Remember: That these arrogant and overbearing officers were commissioned because they hadn’t energy enough to work, brains enough to beg, or courage enough to steal. Remember: That the American workers had no quarrel with the Spanish workers, anyway.
Remember: That the acquisition of Cuba and the Philippines never raised your wages, shortened your hours, or otherwise bettered your condition.
Remember: The pensions the men didn’t get.
Remember: Those who were maimed, mutilated and disfigured for life. Remember: The boys who never came back.
Think of the widows; think of the orphans; think of yourself. Let those who own the country do the fighting. Put the wealthiest in the front ranks, the middle class next; follow these with judges, lawyers, preachers and politicians. Let the workers remain at home and enjoy what they produce. Follow a declaration of war with an immediate call for a general strike. Make the slogan “Rebellion Sooner than War.”
Don’t make yourself a target in order to fatten Rockefeller, Morgan, Carnegie, the Rothschilds, Guggenheim and the other industrial pirates. Don’t be fooled by jingoism. The workers have no quarrel with Mexico or Japan. American capitalists own most of the Mexican industries and operate them with peon or slave labor. The revolutionary insurrectoes threaten to give these slaves a taste of freedom. Both Taft and Diaz are pliant tools of the interests and U.S. troops are being used to keep the Mexican workers in subjection.
American capitalists want war with Japan in order to seize the rich Manchurian lands, gain railway, mining and other concessions, unload their surplus stock of shoddy goods upon the government, secure investment for their money in the interest-bearing war debt bonds and to kill off the surplus of unemployed workers who are threatening to overthrow the capitalist system. Japanese capitalists want war for just about the same reason. Even if they lose, they win.
“Workers of the world, unite!” Don’t become hired murderers.
Don’t join the army or navy.
20c hundred; $1.50 thousand.
WALKER C. SMITH, 715 W. 11th Ave., Denver, Colo.

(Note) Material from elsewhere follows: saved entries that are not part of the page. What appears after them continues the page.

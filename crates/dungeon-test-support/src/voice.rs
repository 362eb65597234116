//! Test voice collaborators.

use std::collections::HashMap;
use std::sync::atomic::{AtomicBool, AtomicUsize, Ordering};
use std::sync::{Arc, Mutex};
use std::time::Duration;

use dungeon_core::destination::Destination;
use dungeon_core::error::VoiceError;
use dungeon_core::voice::{AudioClip, VoiceConnection, VoiceDirectory, VoiceSynthesizer};

/// A voice connection that records what it was asked to play.
#[derive(Debug)]
pub struct FakeVoiceConnection {
    connected: AtomicBool,
    current: Mutex<Option<AudioClip>>,
    played: Mutex<Vec<AudioClip>>,
    stops: AtomicUsize,
}

impl Default for FakeVoiceConnection {
    fn default() -> Self {
        Self {
            connected: AtomicBool::new(true),
            current: Mutex::new(None),
            played: Mutex::new(Vec::new()),
            stops: AtomicUsize::new(0),
        }
    }
}

impl FakeVoiceConnection {
    /// Create a connected fake.
    #[must_use]
    pub fn new() -> Self {
        Self::default()
    }

    /// Simulate the platform dropping the connection.
    pub fn disconnect(&self) {
        self.connected.store(false, Ordering::SeqCst);
    }

    /// Every clip passed to `play`, in order.
    ///
    /// # Panics
    ///
    /// Panics if the internal mutex is poisoned.
    pub fn played(&self) -> Vec<AudioClip> {
        self.played.lock().unwrap().clone()
    }

    /// Every clip played, decoded back to the text the fake synthesizer
    /// encoded.
    pub fn played_text(&self) -> Vec<String> {
        self.played()
            .into_iter()
            .map(|clip| String::from_utf8_lossy(&clip.bytes).into_owned())
            .collect()
    }

    /// Number of times a playing clip was stopped.
    pub fn stop_count(&self) -> usize {
        self.stops.load(Ordering::SeqCst)
    }
}

impl VoiceConnection for FakeVoiceConnection {
    fn is_connected(&self) -> bool {
        self.connected.load(Ordering::SeqCst)
    }

    fn is_playing(&self) -> bool {
        self.current.lock().unwrap().is_some()
    }

    fn stop(&self) {
        if self.current.lock().unwrap().take().is_some() {
            self.stops.fetch_add(1, Ordering::SeqCst);
        }
    }

    fn play(&self, clip: AudioClip) -> Result<(), VoiceError> {
        if !self.is_connected() {
            return Err(VoiceError("not connected".into()));
        }
        let mut current = self.current.lock().unwrap();
        if current.is_some() {
            return Err(VoiceError("already playing".into()));
        }
        *current = Some(clip.clone());
        self.played.lock().unwrap().push(clip);
        Ok(())
    }
}

/// A synthesizer whose "audio" is the UTF-8 bytes of the text.
#[derive(Debug, Default)]
pub struct FakeSynthesizer {
    delays: Vec<(String, Duration)>,
    failing: bool,
    calls: AtomicUsize,
}

impl FakeSynthesizer {
    /// Create a synthesizer that succeeds immediately.
    #[must_use]
    pub fn new() -> Self {
        Self::default()
    }

    /// Sleep for `delay` when the text contains `needle`.
    #[must_use]
    pub fn with_delay_when(mut self, needle: &str, delay: Duration) -> Self {
        self.delays.push((needle.to_owned(), delay));
        self
    }

    /// Fail every synthesis.
    #[must_use]
    pub fn failing(mut self) -> Self {
        self.failing = true;
        self
    }

    /// Number of synthesis calls made.
    pub fn call_count(&self) -> usize {
        self.calls.load(Ordering::SeqCst)
    }
}

impl VoiceSynthesizer for FakeSynthesizer {
    fn synthesize(&self, text: &str) -> Result<AudioClip, VoiceError> {
        self.calls.fetch_add(1, Ordering::SeqCst);
        if let Some((_, delay)) = self.delays.iter().find(|(n, _)| text.contains(n.as_str())) {
            std::thread::sleep(*delay);
        }
        if self.failing {
            return Err(VoiceError("tts backend offline".into()));
        }
        Ok(AudioClip {
            bytes: text.as_bytes().to_vec(),
        })
    }
}

/// A directory of connections keyed by destination.
#[derive(Default)]
pub struct FakeVoiceDirectory {
    connections: Mutex<HashMap<Destination, Arc<dyn VoiceConnection>>>,
}

impl FakeVoiceDirectory {
    /// Create an empty directory.
    #[must_use]
    pub fn new() -> Self {
        Self::default()
    }

    /// Register `connection` as the current one for `destination`.
    ///
    /// # Panics
    ///
    /// Panics if the internal mutex is poisoned.
    pub fn insert(&self, destination: Destination, connection: Arc<dyn VoiceConnection>) {
        self.connections
            .lock()
            .unwrap()
            .insert(destination, connection);
    }
}

impl VoiceDirectory for FakeVoiceDirectory {
    fn connection_for(&self, destination: &Destination) -> Option<Arc<dyn VoiceConnection>> {
        self.connections.lock().unwrap().get(destination).cloned()
    }
}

The Industrial Union Bulletin, and the Industrial Worker were newspapers published by the Industrial Workers of the World (IWW) from 1907 until 1913. First printed in Joliet, Illinois, IUB incorporated The Voice of Labor, the newspaper of the American Labor Union which had joined the IWW, and another IWW affiliate, International Metal Worker.The Trautmann-DeLeon faction issued its weekly from March 1907. Soon after, De Leon would be expelled and Trautmann would continue IUB until March 1909. It was edited by A. S. Edwards. 1909, production moved to Spokane, Washington and became The Industrial Worker, “the voice of revolutionary industrial unionism.”